Missionné à Bruxelles chez ma fille pour garde de petits-enfants, je me suis dit que je pourrais m’octroyer une pause récréative…
Quelques messages envoyés par MP à des LPViens sympathiques, et me voilà invité chez Jean-Luc Javaux.
Quelques-uns n’ont pu se libérer, comme Olivier Mottard ou Fred1200 et encore d’autres, mais je suis plutôt bien entouré : nous nous retrouvons avec Jean-Luc (la sagesse et la gentillesse incarnées), Pierre (peterka, un puits de science et pourtant la modestie même), Philippe et Eric (champions du monde de dégustation lors de la première édition organisée par la RVF en 2013) et Laurent (ysildur, le petit jeune, mais double champion de France en titre et vice-champion du monde…). Il y a de quoi être intimidé !
Certains ont même pris leur journée en congés pour bien profiter de ce jeudi midi… après-midi… et presque début de soirée…
Jean-Luc habite à
un jet de pierre portée de canon de Waterloo et je sais donc gré à tous de ne pas avoir évoqué de façon appuyée un évènement douloureux qui s’y est produit !
Tous les vins ont été servis à l’aveugle, sauf pour leur apporteur et parfois Jean-Luc qui a ainsi pu organiser quelques paires fort judicieuses.
On débute avec trois Champagne non ou faiblement dosés, pour accompagner de superbes sablés au parmesan et au piment d’Espelette (dosé, lui, juste comme il faut
) et des gougères de compétition (croquantes à l’extérieur et fondantes à l’intérieur), les deux faits maison !

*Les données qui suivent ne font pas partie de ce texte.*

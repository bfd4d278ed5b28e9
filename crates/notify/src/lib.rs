//! Push notifications for Vitae.
//!
//! The agent pings the person it represents whenever a visitor leaves
//! contact details or asks something the background text can't answer.
//! Delivery goes through the Pushover messages API as a single form POST.

pub mod pushover;

pub use pushover::{PushoverConfig, PushoverNotifier};
impl ConversationLoop {
    /// Create a loop with default sampling settings.
    pub fn new(
        provider: Arc<dyn Provider>,
        notifier: Arc<dyn Notifier>,
        persona: Persona,
        model: impl Into<String>,
    ) -> Self {
        Self {
            provider,
            dispatcher: ToolDispatcher::new(notifier),
            persona,
            tools: vitae_tools::definitions(),
            model: model.into(),
            temperature: 0.2,
            top_p: Some(0.9),
            max_tokens: Some(500),
            max_tool_rounds: 8,
            contact_prompt_turns: vec![1, 5],
        }
    }

    /// Create a loop with sampling and agent settings taken from config.
    pub fn from_config(
        config: &AppConfig,
        provider: Arc<dyn Provider>,
        notifier: Arc<dyn Notifier>,
        persona: Persona,
    ) -> Self {
        Self::new(provider, notifier, persona, &config.model)
            .with_temperature(config.temperature)
            .with_top_p(config.top_p)
            .with_max_tokens(config.max_tokens)
            .with_max_tool_rounds(config.agent.max_tool_rounds)
            .with_contact_prompt_turns(config.agent.contact_prompt_turns.clone())
    }

    pub fn with_temperature(mut self, temperature: f32) -> Self {
        self.temperature = temperature;
        self
    }

    pub fn with_top_p(mut self, top_p: f32) -> Self {
        self.top_p = Some(top_p);
        self
    }

    /// Set the max tokens per LLM response.
    pub fn with_max_tokens(mut self, max: u32) -> Self {
        self.max_tokens = Some(max);
        self
    }

    /// Set how many tool-requesting LLM calls one turn may make.
    pub fn with_max_tool_rounds(mut self, max: u32) -> Self {
        self.max_tool_rounds = max;
        self
    }

    /// Set which user turns (1-based) carry the contact reminder.
    pub fn with_contact_prompt_turns(mut self, turns: Vec<u32>) -> Self {
        self.contact_prompt_turns = turns;
        self
    }

    pub fn persona(&self) -> &Persona {
        &self.persona
    }

    pub fn model(&self) -> &str {
        &self.model
    }

    /// Build the message list for a turn.
    ///
    /// The persona prompt is always first and appears once; any system
    /// messages in the caller's history are dropped.
    fn initial_messages(&self, history: &[Message], user_message: &str, turn: u32) -> Vec<Message> {
        let mut messages = Vec::with_capacity(history.len() + 3);
        messages.push(Message::system(self.persona.system_prompt()));

        let dropped = history.iter().filter(|m| m.role == Role::System).count();
        if dropped > 0 {
            debug!(dropped, "Ignoring system messages in supplied history");
        }
        messages.extend(history.iter().filter(|m| m.role != Role::System).cloned());

        if self.contact_prompt_turns.contains(&turn) {
            debug!(turn, "Adding contact reminder");
            messages.push(Message::system(self.persona.contact_preamble(turn)));
        }

        messages.push(Message::user(user_message));
        messages
    }

    /// Answer one user message.
    ///
    /// `history` holds the prior user/assistant exchanges; `state` is the
    /// caller's turn counter, returned advanced in the reply.
    pub async fn respond(
        &self,
        history: &[Message],
        user_message: &str,
        state: TurnState,
    ) -> Result<ChatReply> {
        let turn = state.advance();
        info!(
            provider = self.provider.name(),
            turn = turn.user_turns,
            history = history.len(),
            "Processing message"
        );

        let mut messages = self.initial_messages(history, user_message, turn.user_turns);
        let mut tool_rounds = 0;

        loop {
            let request = ProviderRequest {
                model: self.model.clone(),
                messages: messages.clone(),
                temperature: self.temperature,
                top_p: self.top_p,
                max_tokens: self.max_tokens,
                tools: self.tools.clone(),
            };

            let response = self.provider.complete(request).await?;

            if let Some(usage) = &response.usage {
                debug!(
                    model = %response.model,
                    tokens = usage.total_tokens,
                    finish = ?response.finish_reason,
                    "LLM call complete"
                );
            }

            if !response.finish_reason.wants_tools() {
                info!(turn = turn.user_turns, tool_rounds, "Answer ready");
                return Ok(ChatReply {
                    text: response.message.content,
                    turn,
                    tool_rounds,
                });
            }

            if tool_rounds >= self.max_tool_rounds {
                warn!(
                    rounds = tool_rounds,
                    "Model kept requesting tools, giving up"
                );
                return Err(Error::ToolRoundLimit {
                    rounds: self.max_tool_rounds,
                });
            }
            tool_rounds += 1;

            let tool_calls = response.message.tool_calls.clone();
            debug!(round = tool_rounds, tool_count = tool_calls.len(), "Executing tool calls");
            messages.push(response.message);

            let results = self.dispatcher.dispatch(&tool_calls).await?;
            messages.extend(results);
        }
    }
}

Champagne Laherte – Les Vignes d’Autrefois – Extra-Brut – 2011
La robe est de couleur paille.
Le nez très intense s’oriente d’abord vers les agrumes, surtout le citron, teintés d’une fugace note grillée, avant que les fruits blancs ne s’imposent.
La bouche se révèle élégante et équilibrée mais sa caractéristique la plus marquante est sans doute sa grande énergie, presque traçante, certainement plus due au millésime qu’au cépage. Une certaine densité, la bonne sapidité et la bulle caressante constituent un bel ensemble qui se termine bien sec, avec persistance.
Très Bien +(+)
Bravo à Eric qui trouve le meunier ; les autres étions tous partis sur le chardonnay.
Domaine de Bichery – Champagne – La source – Brut nature
La robe dorée montre quelques reflets légèrement rosés.
Le nez expressif et fin affiche un fruité avenant, mêlant fruits blancs et fruits rouges, avec une touche de fruits secs et une autre d’épices. Quel beau nez !
Dotée d’une bonne charpente et d’une belle finesse, la bouche manque cependant d’un peu de peps pour lui apporter précision et droiture. C’est dans une deuxième phase que l’acidité se manifeste pour étirer la finale, aidée par de fins amers.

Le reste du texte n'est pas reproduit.